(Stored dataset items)
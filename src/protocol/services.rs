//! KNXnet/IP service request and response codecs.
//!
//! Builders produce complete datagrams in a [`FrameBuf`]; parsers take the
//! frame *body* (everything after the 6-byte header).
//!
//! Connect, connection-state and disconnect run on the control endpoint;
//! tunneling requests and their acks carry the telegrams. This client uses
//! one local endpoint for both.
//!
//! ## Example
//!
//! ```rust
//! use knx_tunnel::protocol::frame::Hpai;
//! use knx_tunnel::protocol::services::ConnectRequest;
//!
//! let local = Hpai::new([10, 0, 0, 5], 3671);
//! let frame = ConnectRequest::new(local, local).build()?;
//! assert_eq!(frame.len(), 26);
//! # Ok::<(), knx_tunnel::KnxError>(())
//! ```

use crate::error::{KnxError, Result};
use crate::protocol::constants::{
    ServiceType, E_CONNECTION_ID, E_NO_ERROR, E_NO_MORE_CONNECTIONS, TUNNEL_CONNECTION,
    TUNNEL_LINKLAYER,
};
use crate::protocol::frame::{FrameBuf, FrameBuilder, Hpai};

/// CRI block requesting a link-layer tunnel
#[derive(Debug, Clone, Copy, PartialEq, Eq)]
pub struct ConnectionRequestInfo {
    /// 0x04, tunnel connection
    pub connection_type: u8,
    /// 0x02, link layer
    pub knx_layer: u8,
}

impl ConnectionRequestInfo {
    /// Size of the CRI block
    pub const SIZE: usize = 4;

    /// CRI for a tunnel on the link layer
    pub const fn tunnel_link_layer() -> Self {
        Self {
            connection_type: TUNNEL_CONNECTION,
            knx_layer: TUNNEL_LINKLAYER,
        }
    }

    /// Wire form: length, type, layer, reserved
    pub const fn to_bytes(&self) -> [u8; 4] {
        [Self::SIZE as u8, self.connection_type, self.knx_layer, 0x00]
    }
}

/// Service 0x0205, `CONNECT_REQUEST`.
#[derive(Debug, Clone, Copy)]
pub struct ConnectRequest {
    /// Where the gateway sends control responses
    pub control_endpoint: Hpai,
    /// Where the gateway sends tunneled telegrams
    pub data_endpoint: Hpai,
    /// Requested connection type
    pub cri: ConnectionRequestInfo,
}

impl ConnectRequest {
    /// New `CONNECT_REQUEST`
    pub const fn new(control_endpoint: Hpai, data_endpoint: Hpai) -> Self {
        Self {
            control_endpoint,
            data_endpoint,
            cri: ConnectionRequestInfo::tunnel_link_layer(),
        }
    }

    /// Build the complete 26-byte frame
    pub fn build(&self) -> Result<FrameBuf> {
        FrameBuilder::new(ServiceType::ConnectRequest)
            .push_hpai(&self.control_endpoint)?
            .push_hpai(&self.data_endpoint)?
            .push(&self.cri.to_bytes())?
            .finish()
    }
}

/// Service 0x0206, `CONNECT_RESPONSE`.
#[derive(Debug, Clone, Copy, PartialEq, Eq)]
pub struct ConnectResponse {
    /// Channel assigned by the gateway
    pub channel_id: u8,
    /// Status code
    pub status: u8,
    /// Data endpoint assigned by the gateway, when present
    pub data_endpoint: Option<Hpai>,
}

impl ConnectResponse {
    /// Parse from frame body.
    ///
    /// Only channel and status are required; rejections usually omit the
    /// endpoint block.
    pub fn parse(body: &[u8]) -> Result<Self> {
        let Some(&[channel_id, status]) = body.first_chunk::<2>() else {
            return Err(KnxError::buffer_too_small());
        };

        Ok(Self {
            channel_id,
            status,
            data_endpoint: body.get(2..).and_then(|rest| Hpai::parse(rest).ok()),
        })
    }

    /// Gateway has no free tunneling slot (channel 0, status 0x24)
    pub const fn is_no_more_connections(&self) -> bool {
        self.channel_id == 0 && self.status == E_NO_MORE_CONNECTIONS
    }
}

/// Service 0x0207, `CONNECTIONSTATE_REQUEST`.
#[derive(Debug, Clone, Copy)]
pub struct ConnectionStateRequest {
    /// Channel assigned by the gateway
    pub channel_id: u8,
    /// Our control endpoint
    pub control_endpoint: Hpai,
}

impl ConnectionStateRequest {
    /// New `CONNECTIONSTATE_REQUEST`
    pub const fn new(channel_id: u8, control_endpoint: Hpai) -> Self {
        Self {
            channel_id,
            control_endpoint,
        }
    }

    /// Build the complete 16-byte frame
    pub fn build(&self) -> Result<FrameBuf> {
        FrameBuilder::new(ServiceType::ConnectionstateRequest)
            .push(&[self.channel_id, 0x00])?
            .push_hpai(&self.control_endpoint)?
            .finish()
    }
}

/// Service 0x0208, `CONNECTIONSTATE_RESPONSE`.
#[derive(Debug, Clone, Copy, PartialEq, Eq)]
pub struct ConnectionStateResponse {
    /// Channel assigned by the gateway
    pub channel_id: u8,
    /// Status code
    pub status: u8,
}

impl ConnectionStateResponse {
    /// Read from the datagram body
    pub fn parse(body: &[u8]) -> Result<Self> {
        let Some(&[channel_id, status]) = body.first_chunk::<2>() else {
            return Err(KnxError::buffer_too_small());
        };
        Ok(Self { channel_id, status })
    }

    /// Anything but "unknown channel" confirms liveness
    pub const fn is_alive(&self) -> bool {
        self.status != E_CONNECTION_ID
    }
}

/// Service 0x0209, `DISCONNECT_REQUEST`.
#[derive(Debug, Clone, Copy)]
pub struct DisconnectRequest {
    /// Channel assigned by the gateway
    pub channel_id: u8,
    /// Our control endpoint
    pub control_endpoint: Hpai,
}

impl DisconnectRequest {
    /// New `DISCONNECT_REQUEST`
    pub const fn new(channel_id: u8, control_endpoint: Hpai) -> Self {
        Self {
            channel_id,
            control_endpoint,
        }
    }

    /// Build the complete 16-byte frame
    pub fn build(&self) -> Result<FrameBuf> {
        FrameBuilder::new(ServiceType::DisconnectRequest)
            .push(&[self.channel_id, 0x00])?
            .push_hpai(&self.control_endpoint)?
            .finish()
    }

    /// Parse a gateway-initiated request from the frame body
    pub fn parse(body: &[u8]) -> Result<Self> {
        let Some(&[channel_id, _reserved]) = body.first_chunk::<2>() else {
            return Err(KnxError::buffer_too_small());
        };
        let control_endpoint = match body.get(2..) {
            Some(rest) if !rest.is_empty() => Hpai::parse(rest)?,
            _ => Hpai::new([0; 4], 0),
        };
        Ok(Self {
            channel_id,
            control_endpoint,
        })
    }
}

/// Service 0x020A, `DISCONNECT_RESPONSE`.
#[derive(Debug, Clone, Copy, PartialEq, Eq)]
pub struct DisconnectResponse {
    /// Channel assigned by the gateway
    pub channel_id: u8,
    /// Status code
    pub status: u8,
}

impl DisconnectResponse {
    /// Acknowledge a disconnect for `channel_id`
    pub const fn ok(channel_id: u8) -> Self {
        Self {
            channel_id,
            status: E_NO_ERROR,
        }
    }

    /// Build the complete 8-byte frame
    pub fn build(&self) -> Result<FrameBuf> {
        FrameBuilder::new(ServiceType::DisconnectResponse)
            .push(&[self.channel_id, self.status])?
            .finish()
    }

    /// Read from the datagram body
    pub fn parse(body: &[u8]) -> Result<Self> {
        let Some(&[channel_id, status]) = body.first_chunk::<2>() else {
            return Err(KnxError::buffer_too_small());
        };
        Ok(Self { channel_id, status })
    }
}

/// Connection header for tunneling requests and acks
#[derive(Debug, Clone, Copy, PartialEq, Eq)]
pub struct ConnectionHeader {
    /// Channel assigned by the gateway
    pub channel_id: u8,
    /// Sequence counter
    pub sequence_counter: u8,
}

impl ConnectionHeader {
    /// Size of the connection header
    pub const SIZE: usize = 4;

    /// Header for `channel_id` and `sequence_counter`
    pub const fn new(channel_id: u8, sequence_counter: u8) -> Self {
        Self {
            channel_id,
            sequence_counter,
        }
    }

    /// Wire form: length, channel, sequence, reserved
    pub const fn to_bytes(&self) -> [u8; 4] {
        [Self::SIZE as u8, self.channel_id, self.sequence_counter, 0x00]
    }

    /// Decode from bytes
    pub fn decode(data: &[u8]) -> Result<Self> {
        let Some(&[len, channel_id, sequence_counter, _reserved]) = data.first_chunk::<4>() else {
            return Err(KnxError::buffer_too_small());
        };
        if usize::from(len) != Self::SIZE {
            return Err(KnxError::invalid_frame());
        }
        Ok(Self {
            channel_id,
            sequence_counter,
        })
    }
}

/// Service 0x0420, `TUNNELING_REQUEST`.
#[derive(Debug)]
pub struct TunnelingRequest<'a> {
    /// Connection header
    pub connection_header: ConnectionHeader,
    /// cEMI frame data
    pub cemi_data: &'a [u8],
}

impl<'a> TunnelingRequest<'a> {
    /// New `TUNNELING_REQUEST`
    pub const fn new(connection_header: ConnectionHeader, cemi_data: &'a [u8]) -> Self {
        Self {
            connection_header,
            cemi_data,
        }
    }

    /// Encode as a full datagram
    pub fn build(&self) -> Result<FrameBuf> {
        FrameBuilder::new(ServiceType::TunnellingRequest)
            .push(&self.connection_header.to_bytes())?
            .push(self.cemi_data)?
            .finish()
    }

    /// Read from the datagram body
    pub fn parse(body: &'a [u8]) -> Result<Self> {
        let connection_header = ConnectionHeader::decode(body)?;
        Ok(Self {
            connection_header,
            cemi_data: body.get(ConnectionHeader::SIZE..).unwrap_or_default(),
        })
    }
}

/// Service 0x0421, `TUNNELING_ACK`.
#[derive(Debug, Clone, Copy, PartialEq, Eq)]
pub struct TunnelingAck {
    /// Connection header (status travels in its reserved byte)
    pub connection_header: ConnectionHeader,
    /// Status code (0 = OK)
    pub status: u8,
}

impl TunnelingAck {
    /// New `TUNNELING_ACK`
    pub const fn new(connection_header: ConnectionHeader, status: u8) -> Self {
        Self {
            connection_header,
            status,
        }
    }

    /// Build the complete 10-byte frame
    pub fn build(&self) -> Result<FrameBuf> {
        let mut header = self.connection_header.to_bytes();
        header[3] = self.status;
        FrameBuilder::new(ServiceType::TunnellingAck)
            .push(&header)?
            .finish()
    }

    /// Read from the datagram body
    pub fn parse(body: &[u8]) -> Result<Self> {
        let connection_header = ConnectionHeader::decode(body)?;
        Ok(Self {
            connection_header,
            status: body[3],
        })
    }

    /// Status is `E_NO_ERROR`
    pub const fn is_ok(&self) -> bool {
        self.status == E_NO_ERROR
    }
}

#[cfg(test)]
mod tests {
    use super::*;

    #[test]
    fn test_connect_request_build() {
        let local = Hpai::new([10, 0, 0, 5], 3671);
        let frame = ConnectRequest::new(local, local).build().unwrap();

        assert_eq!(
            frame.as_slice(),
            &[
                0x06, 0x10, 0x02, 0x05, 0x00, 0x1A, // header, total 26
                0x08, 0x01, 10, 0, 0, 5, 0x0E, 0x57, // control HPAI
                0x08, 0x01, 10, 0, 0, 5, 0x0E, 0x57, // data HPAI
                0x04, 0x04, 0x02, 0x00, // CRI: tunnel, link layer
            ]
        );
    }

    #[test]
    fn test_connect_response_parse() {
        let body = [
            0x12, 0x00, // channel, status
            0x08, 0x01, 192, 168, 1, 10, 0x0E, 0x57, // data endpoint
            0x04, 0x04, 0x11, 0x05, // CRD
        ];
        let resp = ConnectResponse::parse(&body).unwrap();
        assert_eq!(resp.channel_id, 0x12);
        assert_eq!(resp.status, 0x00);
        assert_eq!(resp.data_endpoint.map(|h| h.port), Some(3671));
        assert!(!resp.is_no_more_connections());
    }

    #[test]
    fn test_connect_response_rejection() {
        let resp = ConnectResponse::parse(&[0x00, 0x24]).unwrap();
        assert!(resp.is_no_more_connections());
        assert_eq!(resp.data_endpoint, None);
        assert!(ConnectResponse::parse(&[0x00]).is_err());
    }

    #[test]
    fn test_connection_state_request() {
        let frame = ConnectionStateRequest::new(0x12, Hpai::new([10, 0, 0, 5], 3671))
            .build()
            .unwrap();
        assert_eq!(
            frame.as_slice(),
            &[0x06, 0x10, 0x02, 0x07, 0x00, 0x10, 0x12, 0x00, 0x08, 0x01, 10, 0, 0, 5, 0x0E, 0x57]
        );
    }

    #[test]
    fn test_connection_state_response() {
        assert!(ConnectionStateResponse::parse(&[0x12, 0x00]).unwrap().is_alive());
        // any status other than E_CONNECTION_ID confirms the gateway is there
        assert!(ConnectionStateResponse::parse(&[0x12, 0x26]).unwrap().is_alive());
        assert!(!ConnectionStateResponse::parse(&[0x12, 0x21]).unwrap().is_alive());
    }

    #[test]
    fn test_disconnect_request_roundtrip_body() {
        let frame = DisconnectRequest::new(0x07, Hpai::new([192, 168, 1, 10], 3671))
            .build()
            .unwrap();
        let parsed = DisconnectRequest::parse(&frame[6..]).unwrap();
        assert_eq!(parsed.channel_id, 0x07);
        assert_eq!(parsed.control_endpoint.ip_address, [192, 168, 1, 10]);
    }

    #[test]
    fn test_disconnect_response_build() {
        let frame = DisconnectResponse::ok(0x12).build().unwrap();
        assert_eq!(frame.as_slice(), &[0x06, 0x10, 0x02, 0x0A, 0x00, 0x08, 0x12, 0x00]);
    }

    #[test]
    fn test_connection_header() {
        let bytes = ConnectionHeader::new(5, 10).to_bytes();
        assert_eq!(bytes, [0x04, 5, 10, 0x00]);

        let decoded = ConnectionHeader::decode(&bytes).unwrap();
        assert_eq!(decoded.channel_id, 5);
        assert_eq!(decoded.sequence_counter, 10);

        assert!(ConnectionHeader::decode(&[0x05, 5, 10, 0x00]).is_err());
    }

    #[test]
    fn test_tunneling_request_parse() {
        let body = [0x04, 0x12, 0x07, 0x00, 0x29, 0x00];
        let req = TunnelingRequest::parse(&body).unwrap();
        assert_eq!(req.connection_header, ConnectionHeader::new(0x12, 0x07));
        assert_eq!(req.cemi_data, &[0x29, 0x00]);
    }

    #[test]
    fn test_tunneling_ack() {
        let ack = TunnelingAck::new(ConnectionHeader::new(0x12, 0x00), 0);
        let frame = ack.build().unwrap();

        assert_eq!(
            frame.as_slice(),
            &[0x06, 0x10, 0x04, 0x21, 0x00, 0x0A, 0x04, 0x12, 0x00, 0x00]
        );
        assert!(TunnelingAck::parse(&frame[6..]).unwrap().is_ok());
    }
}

## Problem to solve
All lines from the opening of the records through the line where "type, layer, reserved" occurs are to be output verbatim. No other line belongs in the answer.

## Exercise response
filename src/protocol/services.rs
//! KNXnet/IP service request and response codecs.
//!
//! Builders produce complete datagrams in a [`FrameBuf`]; parsers take the
//! frame *body* (everything after the 6-byte header).
//!
//! Connect, connection-state and disconnect run on the control endpoint;
//! tunneling requests and their acks carry the telegrams. This client uses
//! one local endpoint for both.
//!
//! ## Example
//!
//! ```rust
//! use knx_tunnel::protocol::frame::Hpai;
//! use knx_tunnel::protocol::services::ConnectRequest;
//!
//! let local = Hpai::new([10, 0, 0, 5], 3671);
//! let frame = ConnectRequest::new(local, local).build()?;
//! assert_eq!(frame.len(), 26);
//! # Ok::<(), knx_tunnel::KnxError>(())
//! ```

use crate::error::{KnxError, Result};
use crate::protocol::constants::{
    ServiceType, E_CONNECTION_ID, E_NO_ERROR, E_NO_MORE_CONNECTIONS, TUNNEL_CONNECTION,
    TUNNEL_LINKLAYER,
};
use crate::protocol::frame::{FrameBuf, FrameBuilder, Hpai};

/// CRI block requesting a link-layer tunnel
#[derive(Debug, Clone, Copy, PartialEq, Eq)]
pub struct ConnectionRequestInfo {
    /// 0x04, tunnel connection
    pub connection_type: u8,
    /// 0x02, link layer
    pub knx_layer: u8,
}

impl ConnectionRequestInfo {
    /// Size of the CRI block
    pub const SIZE: usize = 4;

    /// CRI for a tunnel on the link layer
    pub const fn tunnel_link_layer() -> Self {
        Self {
            connection_type: TUNNEL_CONNECTION,
            knx_layer: TUNNEL_LINKLAYER,
        }
    }

    /// Wire form: length, type, layer, reserved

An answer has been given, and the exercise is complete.